**What to produce:** Check every line of the entries for "insert", and copy the lines that hold it.

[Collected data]
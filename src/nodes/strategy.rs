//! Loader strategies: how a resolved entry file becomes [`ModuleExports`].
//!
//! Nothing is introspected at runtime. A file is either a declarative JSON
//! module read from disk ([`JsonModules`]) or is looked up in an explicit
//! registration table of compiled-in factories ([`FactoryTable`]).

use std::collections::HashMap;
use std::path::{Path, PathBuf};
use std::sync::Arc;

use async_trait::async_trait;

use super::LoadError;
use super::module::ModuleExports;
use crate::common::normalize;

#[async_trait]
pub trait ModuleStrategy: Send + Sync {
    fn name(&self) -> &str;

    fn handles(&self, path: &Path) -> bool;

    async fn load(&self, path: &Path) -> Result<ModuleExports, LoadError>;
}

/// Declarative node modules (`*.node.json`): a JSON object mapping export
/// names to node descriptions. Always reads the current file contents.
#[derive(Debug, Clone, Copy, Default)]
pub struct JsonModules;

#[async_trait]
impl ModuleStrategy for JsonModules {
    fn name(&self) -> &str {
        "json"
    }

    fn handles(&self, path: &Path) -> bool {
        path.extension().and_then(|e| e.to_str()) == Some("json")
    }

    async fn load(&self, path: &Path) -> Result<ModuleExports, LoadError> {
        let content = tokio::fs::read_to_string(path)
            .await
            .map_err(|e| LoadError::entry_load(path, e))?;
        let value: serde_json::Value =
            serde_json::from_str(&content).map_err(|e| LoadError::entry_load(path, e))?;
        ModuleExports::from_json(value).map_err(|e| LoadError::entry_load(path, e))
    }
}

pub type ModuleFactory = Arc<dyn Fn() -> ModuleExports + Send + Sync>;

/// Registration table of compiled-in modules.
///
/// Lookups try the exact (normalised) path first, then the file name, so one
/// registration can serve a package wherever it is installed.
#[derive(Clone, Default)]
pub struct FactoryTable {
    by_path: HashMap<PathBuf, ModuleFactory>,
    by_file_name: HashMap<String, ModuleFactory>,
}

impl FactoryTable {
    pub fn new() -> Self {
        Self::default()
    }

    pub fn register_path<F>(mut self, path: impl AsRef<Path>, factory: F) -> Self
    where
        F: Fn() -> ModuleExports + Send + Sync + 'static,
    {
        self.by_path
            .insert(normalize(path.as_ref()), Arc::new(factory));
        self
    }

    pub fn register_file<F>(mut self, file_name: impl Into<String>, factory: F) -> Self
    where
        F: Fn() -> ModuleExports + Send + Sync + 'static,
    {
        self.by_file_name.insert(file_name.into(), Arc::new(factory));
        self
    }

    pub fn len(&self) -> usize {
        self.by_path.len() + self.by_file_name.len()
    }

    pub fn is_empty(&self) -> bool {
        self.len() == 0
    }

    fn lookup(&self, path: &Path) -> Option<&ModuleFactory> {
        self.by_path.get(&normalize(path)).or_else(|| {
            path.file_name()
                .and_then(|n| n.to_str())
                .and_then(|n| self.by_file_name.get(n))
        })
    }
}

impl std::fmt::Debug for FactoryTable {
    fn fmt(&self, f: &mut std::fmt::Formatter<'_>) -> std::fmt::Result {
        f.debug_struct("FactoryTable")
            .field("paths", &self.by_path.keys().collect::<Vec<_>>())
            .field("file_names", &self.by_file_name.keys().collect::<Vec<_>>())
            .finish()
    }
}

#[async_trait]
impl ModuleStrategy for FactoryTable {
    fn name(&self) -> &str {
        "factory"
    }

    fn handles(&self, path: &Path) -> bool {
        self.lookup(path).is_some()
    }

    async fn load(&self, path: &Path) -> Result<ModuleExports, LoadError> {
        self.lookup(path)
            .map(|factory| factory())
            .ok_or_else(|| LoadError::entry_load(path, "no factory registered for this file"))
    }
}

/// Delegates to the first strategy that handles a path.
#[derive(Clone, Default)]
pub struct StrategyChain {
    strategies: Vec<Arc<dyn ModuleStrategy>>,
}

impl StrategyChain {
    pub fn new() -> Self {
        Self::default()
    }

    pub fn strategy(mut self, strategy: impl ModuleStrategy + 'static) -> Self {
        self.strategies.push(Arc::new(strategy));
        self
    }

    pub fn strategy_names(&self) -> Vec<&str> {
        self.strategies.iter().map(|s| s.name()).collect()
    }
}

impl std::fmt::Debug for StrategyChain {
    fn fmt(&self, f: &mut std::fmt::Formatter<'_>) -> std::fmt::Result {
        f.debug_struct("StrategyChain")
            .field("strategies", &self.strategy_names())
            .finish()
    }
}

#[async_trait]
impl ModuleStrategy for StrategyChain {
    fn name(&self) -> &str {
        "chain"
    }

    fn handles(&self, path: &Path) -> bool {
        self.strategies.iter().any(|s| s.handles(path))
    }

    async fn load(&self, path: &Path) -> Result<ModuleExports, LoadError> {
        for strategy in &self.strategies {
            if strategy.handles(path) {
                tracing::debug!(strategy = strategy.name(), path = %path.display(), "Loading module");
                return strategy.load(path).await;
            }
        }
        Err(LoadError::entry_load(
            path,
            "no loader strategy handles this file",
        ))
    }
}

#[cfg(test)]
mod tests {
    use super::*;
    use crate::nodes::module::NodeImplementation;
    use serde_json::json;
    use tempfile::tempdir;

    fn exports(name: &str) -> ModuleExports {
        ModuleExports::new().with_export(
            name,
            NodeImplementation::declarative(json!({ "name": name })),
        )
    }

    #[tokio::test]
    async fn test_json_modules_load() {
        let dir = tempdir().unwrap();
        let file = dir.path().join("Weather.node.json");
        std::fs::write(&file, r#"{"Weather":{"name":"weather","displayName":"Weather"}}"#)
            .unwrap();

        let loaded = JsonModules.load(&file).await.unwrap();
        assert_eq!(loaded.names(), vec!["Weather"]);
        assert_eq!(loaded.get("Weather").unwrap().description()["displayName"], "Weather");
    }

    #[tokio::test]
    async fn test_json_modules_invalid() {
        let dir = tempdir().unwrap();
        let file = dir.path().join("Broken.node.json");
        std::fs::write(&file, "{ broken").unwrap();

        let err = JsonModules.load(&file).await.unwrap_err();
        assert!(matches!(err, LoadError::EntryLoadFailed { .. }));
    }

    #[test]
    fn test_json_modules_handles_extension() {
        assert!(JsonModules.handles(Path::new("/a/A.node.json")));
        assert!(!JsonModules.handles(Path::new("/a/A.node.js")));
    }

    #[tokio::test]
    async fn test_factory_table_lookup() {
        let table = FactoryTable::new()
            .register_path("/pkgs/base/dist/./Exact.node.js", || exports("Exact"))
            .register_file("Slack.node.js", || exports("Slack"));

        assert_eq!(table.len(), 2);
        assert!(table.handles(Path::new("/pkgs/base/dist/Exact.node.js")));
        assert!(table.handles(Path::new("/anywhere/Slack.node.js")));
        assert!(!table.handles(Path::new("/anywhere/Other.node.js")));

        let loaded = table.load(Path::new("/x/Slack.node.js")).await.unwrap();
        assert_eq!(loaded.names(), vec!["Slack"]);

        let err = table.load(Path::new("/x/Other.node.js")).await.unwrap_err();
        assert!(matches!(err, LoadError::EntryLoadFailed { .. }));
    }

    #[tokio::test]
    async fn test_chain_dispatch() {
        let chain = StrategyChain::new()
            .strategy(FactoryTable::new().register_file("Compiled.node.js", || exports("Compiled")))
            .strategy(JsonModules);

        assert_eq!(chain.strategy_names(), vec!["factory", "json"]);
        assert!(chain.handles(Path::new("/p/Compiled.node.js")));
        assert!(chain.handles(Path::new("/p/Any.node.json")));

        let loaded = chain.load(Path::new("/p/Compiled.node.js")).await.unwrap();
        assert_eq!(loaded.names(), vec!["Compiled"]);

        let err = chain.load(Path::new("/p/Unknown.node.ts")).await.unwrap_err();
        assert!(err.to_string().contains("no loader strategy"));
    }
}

---

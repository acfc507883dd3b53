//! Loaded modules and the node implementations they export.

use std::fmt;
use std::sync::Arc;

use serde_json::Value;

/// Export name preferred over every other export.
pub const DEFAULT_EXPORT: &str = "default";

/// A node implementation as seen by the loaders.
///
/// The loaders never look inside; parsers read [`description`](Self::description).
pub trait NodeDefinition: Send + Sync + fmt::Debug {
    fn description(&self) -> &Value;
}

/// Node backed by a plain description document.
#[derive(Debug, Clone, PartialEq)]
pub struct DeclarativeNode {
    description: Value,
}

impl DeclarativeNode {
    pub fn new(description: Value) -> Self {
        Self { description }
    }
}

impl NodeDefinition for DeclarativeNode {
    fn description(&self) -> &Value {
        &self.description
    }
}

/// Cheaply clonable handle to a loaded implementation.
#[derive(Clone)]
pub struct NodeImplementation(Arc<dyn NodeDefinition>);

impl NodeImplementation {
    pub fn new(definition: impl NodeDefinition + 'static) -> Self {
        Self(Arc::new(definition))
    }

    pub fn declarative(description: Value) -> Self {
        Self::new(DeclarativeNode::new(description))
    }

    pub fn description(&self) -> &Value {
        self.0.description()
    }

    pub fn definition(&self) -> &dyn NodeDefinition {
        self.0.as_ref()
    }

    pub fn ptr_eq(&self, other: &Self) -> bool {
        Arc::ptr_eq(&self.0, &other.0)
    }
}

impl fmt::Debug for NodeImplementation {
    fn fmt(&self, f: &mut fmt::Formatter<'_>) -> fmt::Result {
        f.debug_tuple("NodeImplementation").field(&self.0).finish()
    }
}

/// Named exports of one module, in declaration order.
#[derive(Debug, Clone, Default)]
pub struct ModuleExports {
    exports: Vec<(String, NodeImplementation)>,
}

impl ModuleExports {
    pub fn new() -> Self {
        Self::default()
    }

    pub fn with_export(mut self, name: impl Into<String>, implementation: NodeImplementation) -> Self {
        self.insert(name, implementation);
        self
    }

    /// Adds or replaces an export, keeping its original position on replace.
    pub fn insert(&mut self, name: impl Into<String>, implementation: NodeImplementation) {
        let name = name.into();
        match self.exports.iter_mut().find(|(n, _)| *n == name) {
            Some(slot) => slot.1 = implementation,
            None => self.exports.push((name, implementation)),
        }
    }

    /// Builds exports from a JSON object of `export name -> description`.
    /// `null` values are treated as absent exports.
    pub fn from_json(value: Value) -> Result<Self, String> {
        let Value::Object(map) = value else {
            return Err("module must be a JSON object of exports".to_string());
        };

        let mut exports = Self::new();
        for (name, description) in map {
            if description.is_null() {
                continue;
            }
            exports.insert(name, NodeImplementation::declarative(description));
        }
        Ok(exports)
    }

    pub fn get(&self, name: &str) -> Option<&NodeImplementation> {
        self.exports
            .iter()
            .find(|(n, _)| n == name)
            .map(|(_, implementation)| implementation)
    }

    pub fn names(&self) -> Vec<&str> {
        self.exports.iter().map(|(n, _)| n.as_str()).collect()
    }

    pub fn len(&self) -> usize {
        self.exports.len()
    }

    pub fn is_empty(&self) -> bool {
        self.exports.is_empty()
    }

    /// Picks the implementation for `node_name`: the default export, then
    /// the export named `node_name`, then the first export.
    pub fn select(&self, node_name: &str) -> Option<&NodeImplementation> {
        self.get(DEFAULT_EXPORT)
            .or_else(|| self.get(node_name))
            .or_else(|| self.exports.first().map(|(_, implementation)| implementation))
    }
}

**Completed exercise:**
            .insert(normalize(path.as_ref()), Arc::new(factory));
        self.by_file_name.insert(file_name.into(), Arc::new(factory));
        self.insert(name, implementation);
    pub fn insert(&mut self, name: impl Into<String>, implementation: NodeImplementation) {
            exports.insert(name, NodeImplementation::declarative(description));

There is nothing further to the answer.